▸ Task item
Please copy out every line in the records below that includes the word "status".

▸ Supplied data

════

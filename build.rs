fn main() {
    // Re-run if git HEAD changes (new commits, checkouts, etc.)
    println!("cargo:rerun-if-changed=.git/HEAD");
    println!("cargo:rerun-if-changed=.git/refs/");

    let hash = std::process::Command::new("git")
        .args(["rev-parse", "--short", "HEAD"])
        .output()
        .ok()
        .filter(|o| o.status.success())
        .map(|o| String::from_utf8_lossy(&o.stdout).trim().to_string())
        .unwrap_or_default();

    let on_tag = std::process::Command::new("git")
        .args(["describe", "--exact-match", "--tags", "HEAD"])
        .output()
        .ok()
        .is_some_and(|o| o.status.success());

    println!("cargo:rustc-env=GIT_HASH={hash}");
    println!("cargo:rustc-env=ON_RELEASE_TAG={on_tag}");
}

════

▸ Solution
        .filter(|o| o.status.success())
        .is_some_and(|o| o.status.success());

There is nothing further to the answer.